## BRIEF:
Exactly the lines from the start of the data through the line containing "posting fixture in" should be output, with both ends kept and nothing added.

++++++++

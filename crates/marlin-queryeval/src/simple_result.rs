//! Deterministic hit-list fixtures.
//!
//! A [`SimpleResult`] is a plain ascending doc-id list with an exact
//! iterator over it. Used as the smallest possible posting fixture in
//! unit tests and as the backing of [`SimpleBlueprint`].
//!
//! [`SimpleBlueprint`]: crate::leaf_blueprints::SimpleBlueprint

use marlin_types::{DocId, Trinary};

use crate::search_iterator::{IteratorState, SearchIterator, SearchIteratorBox};

/// Sorted, duplicate-free list of matching doc ids.
#[derive(Debug, Clone, Default, PartialEq, Eq)]
pub struct SimpleResult {
    hits: Vec<DocId>,
}

impl SimpleResult {
    #[must_use]
    pub fn new() -> Self {
        Self::default()
    }

    #[must_use]
    pub fn from_hits(mut hits: Vec<DocId>) -> Self {
        hits.sort_unstable();
        hits.dedup();
        Self { hits }
    }

    /// Append a hit; doc ids must be added in ascending order.
    pub fn add_hit(&mut self, doc_id: DocId) -> &mut Self {
        debug_assert!(self.hits.last().is_none_or(|&last| last < doc_id));
        self.hits.push(doc_id);
        self
    }

    #[must_use]
    pub fn hit_count(&self) -> usize {
        self.hits.len()
    }

    #[must_use]
    pub fn is_empty(&self) -> bool {
        self.hits.is_empty()
    }

    #[must_use]
    pub fn hit(&self, idx: usize) -> DocId {
        self.hits[idx]
    }

    #[must_use]
    pub fn hits(&self) -> &[DocId] {
        &self.hits
    }

    #[must_use]
    pub fn contains(&self, doc_id: DocId) -> bool {
        self.hits.binary_search(&doc_id).is_ok()
    }
}

/// Build an exact iterator over a result.
#[must_use]
pub fn create_search(result: SimpleResult, strict: bool) -> SearchIteratorBox {
    Box::new(SimpleSearch {
        state: IteratorState::default(),
        hits: result.hits,
        index: 0,
        strict,
    })
}

#[derive(Debug)]
pub struct SimpleSearch {
    state: IteratorState,
    hits: Vec<DocId>,
    index: usize,
    strict: bool,
}

impl SearchIterator for SimpleSearch {
    fn state(&self) -> &IteratorState {
        &self.state
    }

    fn state_mut(&mut self) -> &mut IteratorState {
        &mut self.state
    }

    fn init_range(&mut self, begin_id: DocId, end_id: DocId) {
        self.state = IteratorState::for_range(begin_id, end_id);
        self.index = 0;
        if self.strict {
            self.do_seek(begin_id);
        }
    }

    fn do_seek(&mut self, doc_id: DocId) {
        while self.index < self.hits.len() && self.hits[self.index] < doc_id {
            self.index += 1;
        }
        match self.hits.get(self.index) {
            Some(&hit) if !self.state.is_past_end(hit) => {
                if self.strict || hit == doc_id {
                    self.state.set_doc_id(hit);
                }
            }
            _ => {
                if self.strict {
                    self.state.set_at_end();
                }
            }
        }
    }

    fn do_unpack(&mut self, _doc_id: DocId) {}

    fn is_strict(&self) -> Trinary {
        Trinary::from_bool(self.strict)
    }

    fn name(&self) -> &'static str {
        "SimpleSearch"
    }
}

#[cfg(test)]
mod tests {
    use super::*;

    #[test]
    fn from_hits_sorts_and_dedups() {
        let result = SimpleResult::from_hits(vec![5, 1, 3, 3]);
        assert_eq!(result.hits(), &[1, 3, 5]);
        assert!(result.contains(3));
        assert!(!result.contains(4));
    }

    #[test]
    fn strict_search_walks_hits() {
        let mut it = create_search(SimpleResult::from_hits(vec![2, 9]), true);
        it.init_range(1, 100);
        assert_eq!(it.doc_id(), 2);
        assert!(it.seek(2));
        assert!(!it.seek(3));
        assert_eq!(it.doc_id(), 9);
        assert!(it.seek(9));
        assert!(!it.seek(10));
        assert!(it.is_at_end());
    }

    #[test]
    fn non_strict_search_answers_membership() {
        let mut it = create_search(SimpleResult::from_hits(vec![2, 9]), false);
        it.init_range(1, 100);
        assert!(!it.seek(1));
        assert!(it.seek(2));
        assert!(!it.seek(3));
        assert!(it.seek(9));
    }

    #[test]
    fn range_end_cuts_hits() {
        let mut it = create_search(SimpleResult::from_hits(vec![2, 9]), true);
        it.init_range(1, 5);
        assert!(it.seek(2));
        assert!(!it.seek(3));
        assert!(it.is_at_end());
    }
}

++++++++

## WRITTEN RESPONSE:
filename crates/marlin-queryeval/src/simple_result.rs
//! Deterministic hit-list fixtures.
//!
//! A [`SimpleResult`] is a plain ascending doc-id list with an exact
//! iterator over it. Used as the smallest possible posting fixture in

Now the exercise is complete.